When Danny and his wife lived in Vernon and made bait at home it was the best in the west. Danny was a fireman and his wife ran the Holiday Inn. I drove down from Clinton OK several times to by bait by the case.
Later they moved down near Texoma and started a real commercial operation. The Vernon bait was very heavy and contained all sorts of things like dried shad and chicken intestines in it. You could not wash the smell off in a week.
The Texoma bait was much lighter and did not have all of the additives. The price doubled and the catch results for me went way down.
The last case I bought about two years ago was just not the same. It was soft and hard to keep on the hook. I was told that his kids were running the business now.
I still have a few quarts in my freezer but do not use it. I have found that fresh shad and cut up gou are just as good and are easier and cheaper. Also you can wash it off in a few tries.
Just my opinion. Never tried the other two since I have gotten away from punch baits all together.


----------



## DMC (Apr 2, 2006)

For punchbait, it's hard to be Benny Robert's Sure Shot. I've fished it side by side with just about all of them and it's out performed them. You will see many different punch baits and, based on who's friend is making it, several different recommendations from this or that person, but if you are just talking about performance, you will not beat Sure Shot where punch baits are concerned.
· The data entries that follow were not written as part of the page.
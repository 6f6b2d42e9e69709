//! Box-office: Gross Revenue Prediction CLI
//!
//! Trains and compares regressors on movie metadata, tunes a random forest,
//! saves it and scores unseen films.

use std::path::{Path, PathBuf};
use std::time::Instant;

use anyhow::Result;
use clap::Parser;
use console::style;

use boxoffice::cli::{confirm_overwrite, predictions_path, CleanArgs, Cli, Commands, DataArgs};
use boxoffice::pipeline::explore::missing_counts;
use boxoffice::pipeline::{
    clean_dataset, explore_movies, get_column_names, load_dataset, run_training, score_frame,
    write_predictions, DatasetStats, KnnImputer, ModelArtifact, MovieSchema, ScoringOutcome,
    SearchConfig, TrainConfig,
};
use boxoffice::report::{
    cleaning_table, export_run_report, missing_table, outlier_table, print_exploration,
    print_table, reconciliation_table, selection_table, ReportParams, TrainingSummary,
};
use boxoffice::utils::{
    create_spinner, finish_with_success, format_duration, print_banner, print_completion,
    print_config, print_count, print_info, print_step_header, print_step_time, print_success, print_warning,
    ConfigCard,
};

fn main() -> Result<()> {
    let cli = Cli::parse();

    match cli.command {
        Commands::Train {
            data,
            clean,
            test_size,
            seed,
            top_k,
            search_iterations,
            cv_folds,
            max_categories,
            model,
            report,
            unseen,
            min_column_overlap,
            tune_on_scaled,
            robust_scale,
            skip_explore,
            no_confirm,
        } => {
            let config = TrainConfig {
                test_size,
                seed,
                n_neighbors: clean.neighbors,
                weighting: clean.weighting,
                top_k,
                max_categories,
                search: SearchConfig {
                    n_iter: search_iterations,
                    cv: cv_folds,
                    seed,
                    show_progress: true,
                },
                tune_on_scaled,
                robust_scale,
                explore: !skip_explore,
                verbose: true,
                first_step: 2,
                ..Default::default()
            };
            let options = TrainOptions {
                model_path: model,
                report_path: report,
                unseen,
                min_column_overlap,
                no_confirm,
            };
            run_train(&data, &clean, &config, &options)
        }
        Commands::Explore { data, clean } => run_explore(&data, &clean),
        Commands::Score {
            data,
            model,
            output,
            min_column_overlap,
            no_confirm,
        } => {
            let output = output.unwrap_or_else(|| predictions_path(&data.input));
            run_score(&data, &model, &output, min_column_overlap, no_confirm)
        }
    }
}

/// Output-side options of the `train` subcommand
struct TrainOptions {
    model_path: PathBuf,
    report_path: Option<PathBuf>,
    unseen: Option<PathBuf>,
    min_column_overlap: f64,
    no_confirm: bool,
}

fn schema_for(clean: &CleanArgs) -> MovieSchema {
    MovieSchema {
        target: clean.target.clone(),
        ..Default::default()
    }
}

/// Fail before loading rows when the target column is absent
fn check_target(data: &DataArgs, target: &str) -> Result<()> {
    let columns = get_column_names(&data.input)?;
    if !columns.iter().any(|c| c == target) {
        anyhow::bail!(
            "Target column '{}' not found in dataset. Available columns: {:?}",
            target,
            columns
        );
    }
    Ok(())
}

/// Step 1 of every subcommand: load the table and print its statistics
fn load_step(data: &DataArgs) -> Result<polars::prelude::DataFrame> {
    print_step_header(1, "Loading Dataset");
    let step_start = Instant::now();
    let spinner = create_spinner("Reading dataset...");
    let df = load_dataset(&data.input, data.infer_schema_length)?;
    finish_with_success(&spinner, "Dataset loaded");

    let stats = DatasetStats::from_frame(&df);
    println!("\n    {} Dataset Statistics:", style("✧").cyan());
    println!("      Rows: {}", stats.rows);
    println!("      Columns: {}", stats.columns);
    println!("      Missing cells: {}", stats.null_cells);
    println!("      Estimated memory: {:.2} MB", stats.memory_mb);
    print_step_time(step_start.elapsed());
    Ok(df)
}

fn run_train(
    data: &DataArgs,
    clean: &CleanArgs,
    config: &TrainConfig,
    options: &TrainOptions,
) -> Result<()> {
    let run_start = Instant::now();
    print_banner(env!("CARGO_PKG_VERSION"));
    print_config(&ConfigCard {
        input: &data.input,
        target: &clean.target,
        output: Some(&options.model_path),
        test_size: config.test_size,
        seed: config.seed,
    });

    let schema = schema_for(clean);
    check_target(data, &clean.target)?;
    let df = load_step(data)?;
    schema.validate(&df)?;
    if config.explore {
        print_table("Missing values", &missing_table(&missing_counts(&df), df.height()));
    }

    let outcome = run_training(&df, &schema, config)?;

    print_table("Cells filled during cleaning", &cleaning_table(&outcome.cleaning));
    if let Some(exploration) = &outcome.exploration {
        print_exploration(exploration);
    }
    print_table("IQR outlier diagnostics", &outlier_table(&outcome.outliers));
    print_table("Feature rankings", &selection_table(&outcome.selection));

    TrainingSummary::from_outcome(&outcome).display();
    if !outcome.tuning.on_scaled_features {
        print_warning(
            "The comparison used standardised features but the search ran on unscaled ones; \
             pass --tune-on-scaled to tune on the same features",
        );
    }

    println!();
    if confirm_overwrite(&options.model_path, options.no_confirm)? {
        outcome.artifact.save(&options.model_path)?;
        print_success(&format!("Model saved to {}", options.model_path.display()));
    } else {
        print_info("Model not saved");
    }

    if let Some(report_path) = &options.report_path {
        let input = data.input.display().to_string();
        let model = options.model_path.display().to_string();
        let params = ReportParams {
            input_file: &input,
            target_column: &clean.target,
            model_file: &model,
            seed: config.seed,
            test_size: config.test_size,
            n_neighbors: config.n_neighbors,
        };
        export_run_report(report_path, &outcome, &params)?;
        print_success(&format!("Run report written to {}", report_path.display()));
    }

    if let Some(unseen) = &options.unseen {
        print_info(&format!("Scoring {}", unseen.display()));
        let df = load_dataset(unseen, data.infer_schema_length)?;
        let scored = score_frame(&df, &outcome.artifact, options.min_column_overlap)?;
        report_scoring(&scored);
        let output = predictions_path(unseen);
        if confirm_overwrite(&output, options.no_confirm)? {
            write_predictions(&output, &scored.predictions)?;
            print_success(&format!("Predictions written to {}", output.display()));
        }
    }

    print_completion(&format!(
        "Training complete in {}",
        format_duration(run_start.elapsed())
    ));
    Ok(())
}

fn run_explore(data: &DataArgs, clean: &CleanArgs) -> Result<()> {
    print_banner(env!("CARGO_PKG_VERSION"));
    let schema = schema_for(clean);
    check_target(data, &clean.target)?;
    let df = load_step(data)?;
    print_table("Missing values", &missing_table(&missing_counts(&df), df.height()));

    print_step_header(2, "Cleaning");
    let step_start = Instant::now();
    let spinner = create_spinner("Imputing missing values...");
    let imputer = KnnImputer::new(clean.neighbors, clean.weighting);
    let (cleaned, report) = clean_dataset(&df, &schema, &imputer)?;
    finish_with_success(&spinner, "Cleaning complete");
    print_count("missing cells filled", report.total_filled(), None);
    print_table("Cells filled during cleaning", &cleaning_table(&report));
    print_step_time(step_start.elapsed());

    print_step_header(3, "Exploration");
    let step_start = Instant::now();
    let exploration = explore_movies(&cleaned, &schema)?;
    print_exploration(&exploration);
    print_step_time(step_start.elapsed());

    print_completion("Exploration complete");
    Ok(())
}

fn run_score(
    data: &DataArgs,
    model_path: &Path,
    output: &Path,
    min_column_overlap: f64,
    no_confirm: bool,
) -> Result<()> {
    print_banner(env!("CARGO_PKG_VERSION"));
    let artifact = ModelArtifact::load(model_path)?;
    print_info(&format!(
        "Loaded model for '{}' ({} features, CV neg-MSE {:.4e})",
        artifact.target,
        artifact.training_columns.len(),
        artifact.cv_score
    ));

    let df = load_step(data)?;

    print_step_header(2, "Scoring");
    let step_start = Instant::now();
    let scored = score_frame(&df, &artifact, min_column_overlap)?;
    report_scoring(&scored);
    print_step_time(step_start.elapsed());

    if !confirm_overwrite(output, no_confirm)? {
        print_info("Predictions not written");
        return Ok(());
    }
    write_predictions(output, &scored.predictions)?;
    print_completion(&format!("Predictions written to {}", output.display()));
    Ok(())
}

fn report_scoring(scored: &ScoringOutcome) {
    let filled: usize = scored.filled.iter().map(|(_, n)| n).sum();
    if filled > 0 {
        print_count(
            "missing cells filled",
            filled,
            Some(&format!("(training medians/modes, {} columns)", scored.filled.len())),
        );
    }
    print_table("Column reconciliation", &reconciliation_table(&scored.reconciliation));
    if !scored.reconciliation.zero_filled.is_empty() {
        print_warning(&format!(
            "{} training column(s) absent and filled with 0: {}",
            scored.reconciliation.zero_filled.len(),
            scored.reconciliation.zero_filled.join(", ")
        ));
    }
    print_count("rows scored", scored.predictions.len(), None);
}
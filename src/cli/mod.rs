//! CLI module - argument parsing and interactive prompts

mod args;
mod prompts;

pub use args::{predictions_path, CleanArgs, Cli, Commands, DataArgs};
pub use prompts::*;
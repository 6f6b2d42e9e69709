//! Pipeline module - every stage from raw movie table to saved model

pub mod encode;
pub mod error;
pub mod explore;
pub mod features;
pub mod impute;
pub mod loader;
pub mod metrics;
pub mod models;
pub mod outliers;
pub mod persist;
pub mod scale;
pub mod schema;
pub mod score;
pub mod select;
pub mod split;
pub mod train;
pub mod tune;

pub use encode::{LabelEncoder, OneHotEncoder};
pub use error::PipelineError;
pub use explore::{explore_movies, ExplorationReport};
pub use impute::{clean_dataset, CleaningReport, KnnImputer, Weighting};
pub use loader::*;
pub use metrics::{evaluate, ModelEvaluation, RegressionMetrics};
pub use models::{ModelKind, Regressor};
pub use persist::ModelArtifact;
pub use schema::MovieSchema;
pub use score::{score_frame, write_predictions, ScoringOutcome};
pub use select::SelectionReport;
pub use train::{run_training, TrainConfig, TrainingOutcome};
pub use tune::{ForestParamGrid, SearchConfig};
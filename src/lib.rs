//! Box-office: Gross Revenue Prediction Library
//!
//! Cleans movie metadata, ranks features, compares regression models,
//! tunes a random forest and scores unseen films with the saved model.

pub mod cli;
pub mod pipeline;
pub mod report;
pub mod utils;
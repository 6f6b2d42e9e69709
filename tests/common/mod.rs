//! Shared test utilities and fixture generators

#![allow(dead_code)]

use polars::prelude::*;
use rand::rngs::StdRng;
use rand::{Rng, SeedableRng};
use std::path::PathBuf;
use tempfile::TempDir;

const DIRECTORS: [&str; 6] = [
    "Ridley Scott",
    "Kathryn Bigelow",
    "Ang Lee",
    "Greta Gerwig",
    "Bong Joon-ho",
    "Denis Villeneuve",
];
const ACTORS: [&str; 8] = [
    "Tilda Swinton",
    "Idris Elba",
    "Cate Blanchett",
    "Mahershala Ali",
    "Song Kang-ho",
    "Frances McDormand",
    "Oscar Isaac",
    "Viola Davis",
];
const GENRES: [&str; 4] = ["Action", "Drama", "Comedy|Romance", "Sci-Fi|Thriller"];
const RATINGS: [&str; 4] = ["G", "PG", "PG-13", "R"];
const LANGUAGES: [&str; 3] = ["English", "French", "Korean"];
const COUNTRIES: [&str; 3] = ["USA", "UK", "South Korea"];
const KEYWORDS: [&str; 5] = ["heist", "space", "family", "revenge", "friendship"];

fn pick<'a>(rng: &mut StdRng, items: &[&'a str]) -> &'a str {
    items[rng.gen_range(0..items.len())]
}

/// Occasionally drop a value, with probability `p`
fn maybe<T>(rng: &mut StdRng, p: f64, value: T) -> Option<T> {
    if rng.gen::<f64>() < p {
        None
    } else {
        Some(value)
    }
}

/// Synthetic movie-metadata table with every column the default schema
/// expects. Gross grows with budget, critic reviews and IMDb score; roughly
/// 5% of the imputed cells are missing.
pub fn create_movie_dataframe(rows: usize, seed: u64) -> DataFrame {
    let mut rng = StdRng::seed_from_u64(seed);

    let mut budget = Vec::with_capacity(rows);
    let mut gross = Vec::with_capacity(rows);
    let mut duration = Vec::with_capacity(rows);
    let mut critics = Vec::with_capacity(rows);
    let mut year = Vec::with_capacity(rows);
    let mut director_likes = Vec::with_capacity(rows);
    let mut actor3_likes = Vec::with_capacity(rows);
    let mut aspect = Vec::with_capacity(rows);
    let mut imdb = Vec::with_capacity(rows);
    let mut movie_likes = Vec::with_capacity(rows);
    let mut cast_likes = Vec::with_capacity(rows);
    let mut color = Vec::with_capacity(rows);
    let mut language = Vec::with_capacity(rows);
    let mut country = Vec::with_capacity(rows);
    let mut director = Vec::with_capacity(rows);
    let mut actor1 = Vec::with_capacity(rows);
    let mut actor2 = Vec::with_capacity(rows);
    let mut actor3 = Vec::with_capacity(rows);
    let mut keywords = Vec::with_capacity(rows);
    let mut rating = Vec::with_capacity(rows);
    let mut genres = Vec::with_capacity(rows);

    for _ in 0..rows {
        let b: f64 = rng.gen_range(1.0e6..2.0e8);
        let c: f64 = rng.gen_range(10.0..600.0);
        let score: f64 = rng.gen_range(3.0..9.0);
        let noise: f64 = rng.gen_range(-5.0e6..5.0e6);
        let g = 1.5 * b + 8.0e4 * c + 4.0e6 * score + noise;

        let d: f64 = rng.gen_range(80.0..180.0);
        let y = rng.gen_range(1980..2016) as f64;
        let dl: f64 = rng.gen_range(0.0..20_000.0);
        let al: f64 = rng.gen_range(0.0..5_000.0);
        let ar = if rng.gen_bool(0.5) { 1.85 } else { 2.35 };

        budget.push(maybe(&mut rng, 0.05, b));
        gross.push(maybe(&mut rng, 0.05, g.max(1.0e5)));
        duration.push(maybe(&mut rng, 0.05, d));
        critics.push(maybe(&mut rng, 0.05, c));
        year.push(maybe(&mut rng, 0.02, y));
        director_likes.push(maybe(&mut rng, 0.05, dl));
        actor3_likes.push(maybe(&mut rng, 0.05, al));
        aspect.push(maybe(&mut rng, 0.05, ar));
        imdb.push(score);
        movie_likes.push(rng.gen_range(0.0..100_000.0));
        cast_likes.push(rng.gen_range(0.0..50_000.0));

        let col = if rng.gen_bool(0.9) { "Color" } else { "Black and White" };
        color.push(maybe(&mut rng, 0.03, col.to_string()));
        let lang = pick(&mut rng, &LANGUAGES);
        language.push(maybe(&mut rng, 0.03, lang.to_string()));
        country.push(pick(&mut rng, &COUNTRIES).to_string());
        let dir = pick(&mut rng, &DIRECTORS);
        director.push(maybe(&mut rng, 0.03, dir.to_string()));
        let a1 = pick(&mut rng, &ACTORS);
        actor1.push(maybe(&mut rng, 0.03, a1.to_string()));
        let a2 = pick(&mut rng, &ACTORS);
        actor2.push(maybe(&mut rng, 0.03, a2.to_string()));
        let a3 = pick(&mut rng, &ACTORS);
        actor3.push(maybe(&mut rng, 0.03, a3.to_string()));
        let kw = pick(&mut rng, &KEYWORDS);
        keywords.push(maybe(&mut rng, 0.03, kw.to_string()));
        let r = pick(&mut rng, &RATINGS);
        rating.push(maybe(&mut rng, 0.03, r.to_string()));
        genres.push(pick(&mut rng, &GENRES).to_string());
    }

    df! {
        "color" => color,
        "director_name" => director,
        "num_critic_for_reviews" => critics,
        "duration" => duration,
        "director_facebook_likes" => director_likes,
        "actor_3_facebook_likes" => actor3_likes,
        "actor_2_name" => actor2,
        "gross" => gross,
        "genres" => genres,
        "actor_1_name" => actor1,
        "actor_3_name" => actor3,
        "plot_keywords" => keywords,
        "language" => language,
        "country" => country,
        "content_rating" => rating,
        "budget" => budget,
        "title_year" => year,
        "imdb_score" => imdb,
        "aspect_ratio" => aspect,
        "movie_facebook_likes" => movie_likes,
        "cast_total_facebook_likes" => cast_likes,
    }
    .unwrap()
}

/// Create a temporary directory with a test CSV file
pub fn create_temp_csv(df: &mut DataFrame) -> (TempDir, PathBuf) {
    let temp_dir = TempDir::new().unwrap();
    let csv_path = temp_dir.path().join("movies.csv");

    let mut file = std::fs::File::create(&csv_path).unwrap();
    CsvWriter::new(&mut file).finish(df).unwrap();

    (temp_dir, csv_path)
}

/// Create a temporary directory with a test Parquet file
pub fn create_temp_parquet(df: &mut DataFrame) -> (TempDir, PathBuf) {
    let temp_dir = TempDir::new().unwrap();
    let parquet_path = temp_dir.path().join("movies.parquet");

    let file = std::fs::File::create(&parquet_path).unwrap();
    ParquetWriter::new(file).finish(df).unwrap();

    (temp_dir, parquet_path)
}

/// Assert that a DataFrame contains specific columns
pub fn assert_has_columns(df: &DataFrame, expected_cols: &[&str]) {
    let actual_cols: Vec<String> = df.get_column_names().iter().map(|s| s.to_string()).collect();
    for col in expected_cols {
        assert!(
            actual_cols.contains(&col.to_string()),
            "Missing expected column: '{}'. Actual columns: {:?}",
            col,
            actual_cols
        );
    }
}

/// Assert that a DataFrame has no null cells left
pub fn assert_no_nulls(df: &DataFrame) {
    for column in df.get_columns() {
        assert_eq!(
            column.null_count(),
            0,
            "Column '{}' still has nulls",
            column.name()
        );
    }
}
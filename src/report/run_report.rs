//! JSON report of a training run
//!
//! Records what went in (input, target, seed, split), what the cleaning and
//! ranking stages found, how every model scored and what the search chose.

use std::path::Path;

use anyhow::{Context, Result};
use chrono::Utc;
use serde::Serialize;

use crate::pipeline::metrics::{best_model, ModelEvaluation};
use crate::pipeline::select::SelectionReport;
use crate::pipeline::train::{StageTiming, TrainingOutcome, TuningSummary};

/// Run settings recorded in the report metadata
pub struct ReportParams<'a> {
    pub input_file: &'a str,
    pub target_column: &'a str,
    pub model_file: &'a str,
    pub seed: u64,
    pub test_size: f64,
    pub n_neighbors: usize,
}

#[derive(Debug, Clone, Serialize)]
pub struct RunMetadata {
    pub timestamp: String,
    pub boxoffice_version: String,
    pub input_file: String,
    pub target_column: String,
    pub model_file: String,
    pub seed: u64,
    pub test_size: f64,
    pub n_neighbors: usize,
}

#[derive(Debug, Clone, Serialize)]
pub struct CleaningEntry {
    pub cells_filled: usize,
    pub knn_filled: Vec<(String, usize)>,
    pub dropped_all_missing: Vec<String>,
    pub outlier_cells: usize,
}

#[derive(Debug, Clone, Serialize)]
pub struct DataEntry {
    pub train_rows: usize,
    pub test_rows: usize,
    pub features: usize,
    pub encoded_columns: Vec<String>,
    /// Delimited columns expanded into token indicators
    pub multi_label_columns: Vec<String>,
    /// (column, distinct training values)
    pub excluded_categoricals: Vec<(String, usize)>,
}

#[derive(Debug, Clone, Serialize)]
pub struct RunReport {
    pub metadata: RunMetadata,
    pub cleaning: CleaningEntry,
    pub data: DataEntry,
    pub selection: SelectionReport,
    pub models: Vec<ModelEvaluation>,
    #[serde(skip_serializing_if = "Option::is_none")]
    pub best_model: Option<String>,
    pub tuning: TuningSummary,
    pub timings: Vec<StageTiming>,
}

impl RunReport {
    pub fn from_outcome(outcome: &TrainingOutcome, params: &ReportParams) -> Self {
        Self {
            metadata: RunMetadata {
                timestamp: Utc::now().to_rfc3339(),
                boxoffice_version: env!("CARGO_PKG_VERSION").to_string(),
                input_file: params.input_file.to_string(),
                target_column: params.target_column.to_string(),
                model_file: params.model_file.to_string(),
                seed: params.seed,
                test_size: params.test_size,
                n_neighbors: params.n_neighbors,
            },
            cleaning: CleaningEntry {
                cells_filled: outcome.cleaning.total_filled(),
                knn_filled: outcome.cleaning.knn_filled.clone(),
                dropped_all_missing: outcome.cleaning.remaining.dropped_all_missing.clone(),
                outlier_cells: outcome.outliers.iter().map(|o| o.outliers).sum(),
            },
            data: DataEntry {
                train_rows: outcome.n_train,
                test_rows: outcome.n_test,
                features: outcome.feature_names.len(),
                encoded_columns: outcome.encoded_columns.clone(),
                multi_label_columns: outcome.multi_label_columns.clone(),
                excluded_categoricals: outcome.excluded_categoricals.clone(),
            },
            selection: outcome.selection.clone(),
            models: outcome.evaluations.clone(),
            best_model: best_model(&outcome.evaluations).map(|e| e.name.clone()),
            tuning: outcome.tuning.clone(),
            timings: outcome.timings.clone(),
        }
    }
}

/// Write the run report as pretty JSON
pub fn export_run_report(
    output_path: &Path,
    outcome: &TrainingOutcome,
    params: &ReportParams,
) -> Result<()> {
    let report = RunReport::from_outcome(outcome, params);
    let json =
        serde_json::to_string_pretty(&report).context("Failed to serialize run report to JSON")?;

    std::fs::write(output_path, json)
        .with_context(|| format!("Failed to write run report to {}", output_path.display()))?;

    Ok(())
}
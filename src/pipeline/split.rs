//! Row partitioning: seeded train/test split and k-fold cross-validation

use anyhow::Result;
use rand::rngs::StdRng;
use rand::seq::SliceRandom;
use rand::SeedableRng;

use super::error::PipelineError;

/// Row indices of a train/test partition
#[derive(Debug, Clone, PartialEq, Eq)]
pub struct SplitIndices {
    pub train: Vec<usize>,
    pub test: Vec<usize>,
}

/// Shuffle row indices with a seeded RNG and hold out
/// `ceil(test_size * n_rows)` of them for testing.
///
/// The same `(n_rows, test_size, seed)` always yields the same partition.
pub fn train_test_split(n_rows: usize, test_size: f64, seed: u64) -> Result<SplitIndices> {
    if !(test_size > 0.0 && test_size < 1.0) {
        return Err(PipelineError::InvalidParameter {
            name: "test_size",
            reason: format!("must be in (0, 1), got {}", test_size),
        }
        .into());
    }

    let n_test = (test_size * n_rows as f64).ceil() as usize;
    if n_test == 0 || n_test >= n_rows {
        return Err(PipelineError::InvalidParameter {
            name: "test_size",
            reason: format!(
                "{} of {} rows leaves an empty train or test set",
                test_size, n_rows
            ),
        }
        .into());
    }

    let mut indices: Vec<usize> = (0..n_rows).collect();
    let mut rng = StdRng::seed_from_u64(seed);
    indices.shuffle(&mut rng);

    let train = indices.split_off(n_test);
    Ok(SplitIndices {
        train,
        test: indices,
    })
}

/// Unshuffled contiguous folds. The first `n_rows % k` folds hold one extra
/// row. Each entry is `(train, validation)`.
pub fn k_fold(n_rows: usize, k: usize) -> Result<Vec<(Vec<usize>, Vec<usize>)>> {
    if k < 2 || k > n_rows {
        return Err(PipelineError::InvalidParameter {
            name: "cv",
            reason: format!("need 2 <= folds <= rows, got {} folds for {} rows", k, n_rows),
        }
        .into());
    }

    let base = n_rows / k;
    let extra = n_rows % k;
    let mut folds = Vec::with_capacity(k);
    let mut start = 0;
    for fold in 0..k {
        let size = base + usize::from(fold < extra);
        let stop = start + size;
        let validation: Vec<usize> = (start..stop).collect();
        let train: Vec<usize> = (0..start).chain(stop..n_rows).collect();
        folds.push((train, validation));
        start = stop;
    }
    Ok(folds)
}
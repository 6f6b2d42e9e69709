//! Interactive prompts using dialoguer

use std::path::Path;

use anyhow::Result;
use dialoguer::Confirm;

/// Ask before replacing an existing output file.
///
/// Returns `true` without prompting when the file does not exist yet or when
/// `no_confirm` is set. The prompt defaults to keeping the existing file.
pub fn confirm_overwrite(path: &Path, no_confirm: bool) -> Result<bool> {
    if no_confirm || !path.exists() {
        return Ok(true);
    }
    let overwrite = Confirm::new()
        .with_prompt(format!("{} already exists. Overwrite?", path.display()))
        .default(false)
        .interact()?;
    Ok(overwrite)
}

#[cfg(test)]
mod tests {
    use super::*;

    #[test]
    fn test_new_file_needs_no_prompt() {
        let dir = tempfile::TempDir::new().unwrap();
        assert!(confirm_overwrite(&dir.path().join("model.json"), false).unwrap());
    }

    #[test]
    fn test_no_confirm_skips_prompt_for_existing_file() {
        let dir = tempfile::TempDir::new().unwrap();
        let path = dir.path().join("model.json");
        std::fs::write(&path, "{}").unwrap();
        assert!(confirm_overwrite(&path, true).unwrap());
    }
}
I also used Danny's bait for a long time, since the early 90's, but like others have said, it's not the same now.


----------



## huntnetime (Jul 23, 2004)

Big Marv's is an excellent punch bait as well. Stays on the hook well and is very effective on channels and blues.


----------



## kim e cooper (Feb 18, 2006)

obiewan57 said:


> I have used lots of different baits and the two that work best for me are CJ's and SureShot. Therefore, I have both available, but will often just take one of them to the lake, because they are both good.
> 
> Both will stay on the hook good enuff to cast out with a weight, or you can use a cork. Both catch blues and channels.[/Q X2 best two in my book..


----------



## OxbowOutfitters (Feb 17, 2006)

ehhh ......I like Bills Brains n cheese.. dont use it hungover, unless u wanna chum..lol


----------



## Red3Fish (Jun 4, 2004)

Ditto on DK not being what it used to be. Using Sureshot now. 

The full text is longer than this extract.